Reducibility of flow-spines (Q1103229)

The notion of flow-spines was introduced by the author in Tokyo J. Math. 9, 505-525 (1986). A flow-spine is a standard spine of a closed 3- manifold M and is generated by a normal pair which is a pair of a non- singular flow on M and its compact local section. In this paper, we consider methods for constructing a simpler flow-spine than a given one. In general, a spine \(P_ 1\) (not necessarily a flow-spine) is thought to be simpler than \(P_ 2\) when \(P_ 1\) has fewer third singularities than \(P_ 2\).
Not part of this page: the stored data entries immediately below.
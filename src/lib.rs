/*!
# Small Wins

Small Wins is a daily journal that asks for very little: one mood and one
"small win" per calendar day. Entries are kept in a local SQLite file and the
journal reports streaks and recent activity computed from them.

## Core Features

- One entry per local calendar day, created or overwritten with a single upsert
- Listing of every entry, or only those with a highlight, newest first
- Current and longest streaks, plus rolling weekly and month-to-date counts
- Explicit, irreversible reset of the whole journal

## Architecture

- `dates`: Local-timezone date keys, display formatting and timestamps
- `db`: SQLite schema, pooled connections and entry queries
- `store`: `EntryStore`, the storage handle with its failure policy
- `stats`: Streak and count computation
- `moods`: The mood taxonomy
- `config`, `errors`, `cli`, `seed`: Application plumbing

## Usage Example

```rust,no_run
use smallwins::{dates, Config, EntryStore};

fn main() -> smallwins::AppResult<()> {
    let config = Config::load()?;
    config.validate()?;

    let store = EntryStore::open(&config.db_path)?;
    store.upsert(dates::today(), Some(3), Some("Walked to work"))?;

    let stats = store.compute_stats();
    println!("Current streak: {} days", stats.current_streak);
    Ok(())
}
```
*/

/// Command-line interface for parsing and handling user arguments
pub mod cli;
/// Configuration loading and management
pub mod config;
/// Constants shared across modules
pub mod constants;
/// Local calendar date keys and timestamps
pub mod dates;
/// SQLite storage
pub mod db;
/// Error types and utilities for error handling
pub mod errors;
/// Mood taxonomy
pub mod moods;
/// Generated sample entries
pub mod seed;
/// Streak and count statistics
pub mod stats;
/// The entry store handle
pub mod store;

// Re-export important types for convenience
pub use cli::CliArgs;
pub use config::Config;
pub use db::entries::Entry;
pub use errors::{AppError, AppResult};
pub use moods::Mood;
pub use stats::StreakStats;
pub use store::EntryStore;
//! Database schema definitions and initialization.
//!
//! The store holds a single fixed table. There is no versioning or migration
//! step; the DDL below is the whole schema.

use crate::errors::{AppResult, DatabaseError};
use rusqlite::Connection;
use tracing::debug;

/// Creates the `entries` table and its date index.
///
/// This function is idempotent - it uses `CREATE TABLE IF NOT EXISTS`
/// so it's safe to call on every process start.
///
/// # Errors
///
/// Returns an error if any DDL statement fails.
pub fn create_tables(conn: &Connection) -> AppResult<()> {
    debug!("Creating database tables");

    conn.execute_batch(
        r#"
        CREATE TABLE IF NOT EXISTS entries (
            id INTEGER PRIMARY KEY AUTOINCREMENT,
            date TEXT UNIQUE NOT NULL,
            mood INTEGER,
            highlight TEXT,
            created_at TEXT NOT NULL
        );

        CREATE INDEX IF NOT EXISTS idx_date ON entries(date);
        "#,
    )
    .map_err(DatabaseError::Sqlite)?;

    debug!("Database tables created successfully");
    Ok(())
}
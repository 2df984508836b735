//! Test-data generator.
//!
//! Fills the journal with a run of consecutive days ending today, going only
//! through [`EntryStore::upsert`]. Output is deterministic so a seeded journal
//! always looks the same.

use crate::errors::{AppError, AppResult};
use crate::moods::Mood;
use crate::store::EntryStore;
use chrono::{Duration, NaiveDate};
use tracing::info;

const SAMPLE_HIGHLIGHTS: &[&str] = &[
    "Finished a chapter of my book",
    "Went for a long walk",
    "Called an old friend",
    "Cooked something new",
    "Got a full night of sleep",
    "Helped a coworker with a tricky bug",
    "Sat outside in the sun",
];

/// Writes `days` entries for the days ending at `today`. Returns how many were written.
///
/// Every third day has a mood but no highlight.
///
/// # Errors
///
/// Returns `AppError::InvalidDate` before writing anything if the run would
/// reach past the earliest representable date, and `AppError::WriteFailed` on
/// the first write that fails.
pub fn seed_entries(store: &EntryStore, today: NaiveDate, days: u32) -> AppResult<u32> {
    let days_back = |offset: u32| {
        today
            .checked_sub_signed(Duration::days(i64::from(offset)))
            .ok_or_else(|| AppError::InvalidDate(format!("{} minus {} days", today, offset)))
    };

    if let Some(last) = days.checked_sub(1) {
        days_back(last)?;
    }

    for offset in 0..days {
        let date = days_back(offset)?;
        let index = offset as usize;
        let mood = Mood::ALL[index % Mood::ALL.len()].value();
        let highlight = if offset % 3 == 2 {
            None
        } else {
            Some(SAMPLE_HIGHLIGHTS[index % SAMPLE_HIGHLIGHTS.len()])
        };

        store.upsert(date, Some(mood), highlight)?;
    }

    info!("Seeded {} entries ending {}", days, today);
    Ok(days)
}

#[cfg(test)]
mod tests {
    use super::*;
    use tempfile::TempDir;

    #[test]
    fn test_seed_writes_consecutive_days() {
        let temp_dir = TempDir::new().unwrap();
        let store = EntryStore::open(&temp_dir.path().join("test.db")).unwrap();
        let today = NaiveDate::from_ymd_opt(2024, 6, 14).unwrap();

        assert_eq!(seed_entries(&store, today, 14).unwrap(), 14);

        let stats = store.compute_stats_on(today);
        assert_eq!(stats.total_entries, 14);
        assert_eq!(stats.current_streak, 14);
        assert_eq!(stats.longest_streak, 14);

        // offsets 2, 5, 8, 11 carry no highlight
        assert_eq!(store.get_with_highlights().len(), 10);
    }

    #[test]
    fn test_seed_is_repeatable() {
        let temp_dir = TempDir::new().unwrap();
        let store = EntryStore::open(&temp_dir.path().join("test.db")).unwrap();
        let today = NaiveDate::from_ymd_opt(2024, 6, 14).unwrap();

        seed_entries(&store, today, 5).unwrap();
        seed_entries(&store, today, 5).unwrap();

        assert_eq!(store.get_all().len(), 5);
    }

    #[test]
    fn test_seed_before_earliest_date_writes_nothing() {
        let temp_dir = TempDir::new().unwrap();
        let store = EntryStore::open(&temp_dir.path().join("test.db")).unwrap();
        let today = NaiveDate::MIN + Duration::days(1);

        let result = seed_entries(&store, today, 3);

        assert!(matches!(result, Err(AppError::InvalidDate(_))));
        assert!(store.get_all().is_empty());
    }

    #[test]
    fn test_seed_zero_days() {
        let temp_dir = TempDir::new().unwrap();
        let store = EntryStore::open(&temp_dir.path().join("test.db")).unwrap();
        let today = NaiveDate::from_ymd_opt(2024, 6, 14).unwrap();

        assert_eq!(seed_entries(&store, today, 0).unwrap(), 0);
        assert!(store.get_all().is_empty());
    }
}
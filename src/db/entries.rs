//! Entry CRUD operations.
//!
//! This module provides the SQL for reading and writing journal entries. The
//! functions here return raw `AppError::Database` errors; the read/write failure
//! policy is applied one layer up in [`crate::store::EntryStore`].

use crate::constants::DATE_FORMAT_ISO;
use crate::dates;
use crate::errors::{AppResult, DatabaseError};
use chrono::NaiveDate;
use rusqlite::{params, Connection, OptionalExtension, Row};
use serde::Serialize;
use tracing::debug;

const ENTRY_COLUMNS: &str = "id, date, mood, highlight, created_at";

/// Represents one day's journal entry in the database.
#[derive(Debug, Clone, PartialEq, Serialize)]
pub struct Entry {
    pub id: i64,
    pub date: NaiveDate,
    pub mood: Option<i64>,
    pub highlight: Option<String>,
    /// Time of the most recent write, not of the first one.
    pub created_at: String,
}

impl Entry {
    /// Whether the entry carries a non-empty highlight.
    pub fn has_highlight(&self) -> bool {
        self.highlight.as_deref().is_some_and(|h| !h.is_empty())
    }
}

fn entry_from_row(row: &Row<'_>) -> rusqlite::Result<Entry> {
    let date_str: String = row.get(1)?;
    let date = NaiveDate::parse_from_str(&date_str, DATE_FORMAT_ISO).map_err(|e| {
        rusqlite::Error::FromSqlConversionFailure(1, rusqlite::types::Type::Text, Box::new(e))
    })?;

    Ok(Entry {
        id: row.get(0)?,
        date,
        mood: row.get(2)?,
        highlight: row.get(3)?,
        created_at: row.get(4)?,
    })
}

/// Inserts the entry for `date` or overwrites the existing one.
///
/// `mood`, `highlight` and `created_at` are replaced wholesale: passing `None`
/// clears a previously stored value. The row keeps its `id` on update.
/// Returns the entry ID.
///
/// # Arguments
///
/// * `conn` - Database connection
/// * `date` - Calendar day of the entry
/// * `mood` - Mood value, if any
/// * `highlight` - The day's highlight text, if any
///
/// # Errors
///
/// Returns an error if the database operation fails.
pub fn upsert_entry(
    conn: &Connection,
    date: NaiveDate,
    mood: Option<i64>,
    highlight: Option<&str>,
) -> AppResult<i64> {
    debug!("Upserting entry for date {}", date);

    let date_key = dates::date_key(date);

    conn.execute(
        r#"
        INSERT INTO entries (date, mood, highlight, created_at)
        VALUES (?1, ?2, ?3, ?4)
        ON CONFLICT(date) DO UPDATE SET
            mood = excluded.mood,
            highlight = excluded.highlight,
            created_at = excluded.created_at
        "#,
        params![date_key, mood, highlight, dates::iso_timestamp()],
    )
    .map_err(DatabaseError::Sqlite)?;

    let entry_id: i64 = conn
        .query_row(
            "SELECT id FROM entries WHERE date = ?1",
            params![date_key],
            |row| row.get(0),
        )
        .map_err(DatabaseError::Sqlite)?;

    debug!("Entry upserted with id {}", entry_id);
    Ok(entry_id)
}

/// Retrieves an entry by date.
///
/// # Errors
///
/// Returns an error if the database operation fails.
/// Returns `Ok(None)` if no entry exists for the given date.
pub fn get_entry_by_date(conn: &Connection, date: NaiveDate) -> AppResult<Option<Entry>> {
    debug!("Getting entry for date {}", date);

    let entry = conn
        .query_row(
            &format!("SELECT {} FROM entries WHERE date = ?1", ENTRY_COLUMNS),
            params![dates::date_key(date)],
            entry_from_row,
        )
        .optional()
        .map_err(DatabaseError::Sqlite)?;

    Ok(entry)
}

/// Retrieves every entry, most recent date first.
///
/// # Errors
///
/// Returns an error if the database operation fails.
pub fn get_all_entries(conn: &Connection) -> AppResult<Vec<Entry>> {
    debug!("Getting all entries");

    query_entries(
        conn,
        &format!("SELECT {} FROM entries ORDER BY date DESC", ENTRY_COLUMNS),
    )
}

/// Retrieves entries whose highlight is neither NULL nor empty, most recent date first.
///
/// # Errors
///
/// Returns an error if the database operation fails.
pub fn get_entries_with_highlights(conn: &Connection) -> AppResult<Vec<Entry>> {
    debug!("Getting entries with highlights");

    query_entries(
        conn,
        &format!(
            "SELECT {} FROM entries WHERE highlight IS NOT NULL AND highlight != '' ORDER BY date DESC",
            ENTRY_COLUMNS
        ),
    )
}

fn query_entries(conn: &Connection, sql: &str) -> AppResult<Vec<Entry>> {
    let mut stmt = conn.prepare(sql).map_err(DatabaseError::Sqlite)?;
    let entries = stmt
        .query_map([], entry_from_row)
        .map_err(DatabaseError::Sqlite)?
        .collect::<Result<Vec<_>, _>>()
        .map_err(DatabaseError::Sqlite)?;

    debug!("Query returned {} entries", entries.len());
    Ok(entries)
}

/// Deletes every entry. Returns the number of rows removed.
///
/// # Errors
///
/// Returns an error if the database operation fails.
pub fn delete_all_entries(conn: &Connection) -> AppResult<usize> {
    debug!("Deleting all entries");

    let removed = conn
        .execute("DELETE FROM entries", [])
        .map_err(DatabaseError::Sqlite)?;

    Ok(removed)
}
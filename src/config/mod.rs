//! Configuration management for the smallwins application.
//!
//! This module handles loading and validating configuration settings from environment
//! variables, with sensible defaults.
//!
//! # Environment Variables
//!
//! - `SMALLWINS_DB`: Path to the database file (defaults to ~/.local/share/smallwins/smallwins.db)
//! - `SMALLWINS_LOG_FORMAT`: `text` (default) or `json`
//! - `SMALLWINS_LOG_LEVEL`: Default log filter (defaults to `info`; `RUST_LOG` overrides it)
//! - `HOME`: Used for expanding the default database path

use crate::constants::{
    DEFAULT_DB_SUBPATH, DEFAULT_LOG_LEVEL, ENV_VAR_HOME, ENV_VAR_SMALLWINS_DB,
    ENV_VAR_SMALLWINS_LOG_FORMAT, ENV_VAR_SMALLWINS_LOG_LEVEL, LOG_FORMAT_JSON, LOG_FORMAT_TEXT,
    REDACTED_PLACEHOLDER,
};
use crate::errors::{AppError, AppResult};
use std::env;
use std::fmt;
use std::path::PathBuf;

/// Output format for log lines.
#[derive(Debug, Clone, Copy, PartialEq, Eq)]
pub enum LogFormat {
    Text,
    Json,
}

impl LogFormat {
    fn parse(raw: &str) -> AppResult<Self> {
        match raw.to_ascii_lowercase().as_str() {
            LOG_FORMAT_TEXT => Ok(LogFormat::Text),
            LOG_FORMAT_JSON => Ok(LogFormat::Json),
            other => Err(AppError::Config(format!(
                "Unknown log format '{}'. Expected '{}' or '{}'",
                other, LOG_FORMAT_TEXT, LOG_FORMAT_JSON
            ))),
        }
    }
}

/// Configuration for the smallwins application.
///
/// # Examples
///
/// Creating a configuration manually:
/// ```
/// use smallwins::Config;
/// use smallwins::config::LogFormat;
/// use std::path::PathBuf;
///
/// let config = Config {
///     db_path: PathBuf::from("/path/to/smallwins.db"),
///     log_format: LogFormat::Text,
///     log_level: "info".to_string(),
/// };
/// assert!(config.validate().is_ok());
/// ```
pub struct Config {
    /// Location of the SQLite database file.
    pub db_path: PathBuf,

    /// Format of log lines written to stderr.
    pub log_format: LogFormat,

    /// Default `tracing` filter directive.
    pub log_level: String,
}

impl fmt::Debug for Config {
    fn fmt(&self, f: &mut fmt::Formatter<'_>) -> fmt::Result {
        f.debug_struct("Config")
            .field("db_path", &REDACTED_PLACEHOLDER)
            .field("log_format", &self.log_format)
            .field("log_level", &self.log_level)
            .finish()
    }
}

impl Default for Config {
    fn default() -> Self {
        Config {
            db_path: PathBuf::from(""),
            log_format: LogFormat::Text,
            log_level: DEFAULT_LOG_LEVEL.to_string(),
        }
    }
}

impl Config {
    /// Loads configuration from environment variables with sensible defaults.
    ///
    /// The database path is expanded using `shellexpand` to handle `~` and
    /// environment variable references.
    ///
    /// # Errors
    ///
    /// Returns `AppError::Config` if:
    /// - The database path expansion fails or yields an empty path
    /// - The log format is neither `text` nor `json`
    ///
    /// # Examples
    ///
    /// ```no_run
    /// use smallwins::Config;
    ///
    /// match Config::load() {
    ///     Ok(config) => println!("Loaded config: {:?}", config),
    ///     Err(err) => eprintln!("Failed to load config: {}", err),
    /// }
    /// ```
    pub fn load() -> AppResult<Self> {
        let db_path_str = env::var(ENV_VAR_SMALLWINS_DB).unwrap_or_else(|_| {
            let home = env::var(ENV_VAR_HOME).unwrap_or_else(|_| "".to_string());
            format!("{}/{}", home, DEFAULT_DB_SUBPATH)
        });

        let expanded_path = shellexpand::full(&db_path_str)
            .map_err(|e| AppError::Config(format!("Failed to expand path: {}", e)))?;

        let db_path = PathBuf::from(expanded_path.into_owned());

        if db_path.as_os_str().is_empty() {
            return Err(AppError::Config("Database path is empty".to_string()));
        }

        let log_format = match env::var(ENV_VAR_SMALLWINS_LOG_FORMAT) {
            Ok(raw) => LogFormat::parse(&raw)?,
            Err(_) => LogFormat::Text,
        };

        let log_level = env::var(ENV_VAR_SMALLWINS_LOG_LEVEL)
            .ok()
            .filter(|level| !level.trim().is_empty())
            .unwrap_or_else(|| DEFAULT_LOG_LEVEL.to_string());

        Ok(Config {
            db_path,
            log_format,
            log_level,
        })
    }

    /// Validates that the configuration is usable.
    ///
    /// # Errors
    ///
    /// Returns `AppError::Config` with one of the following messages:
    /// - "Database path is empty" if the database path is empty
    /// - "Database path must be an absolute path" if the path is relative
    /// - "Database path must name a file" if the path ends in `..` or a root
    pub fn validate(&self) -> AppResult<()> {
        if self.db_path.as_os_str().is_empty() {
            return Err(AppError::Config("Database path is empty".to_string()));
        }

        if !self.db_path.is_absolute() {
            return Err(AppError::Config(
                "Database path must be an absolute path".to_string(),
            ));
        }

        if self.db_path.file_name().is_none() {
            return Err(AppError::Config(
                "Database path must name a file".to_string(),
            ));
        }

        Ok(())
    }
}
And, for example in Topology 10, 9-36 (1971; Zbl 0214.504), several methods for obtaining a spine with fewer third singularities were discovered by H. Ikeda, Yamashita and Yokoyama. However a spine obtained by applying those methods to a flow-spine is not always a flow-spine. Hence, in order to leave our discussion within an extent of flow-spines, we must consider other ``reducibility'' of flow-spines. In {\S} 4 we will give one reasonable definition of the reducibility of flow-spines. In {\S} 3 a ``simply reduced flow-spine'' is defined, and our reducibility will be considered within this sub-class of simply reduced flow-spines. And in {\S}{\S} 5-6 we will give some conditions for a flow-spine to be reducible in our sense.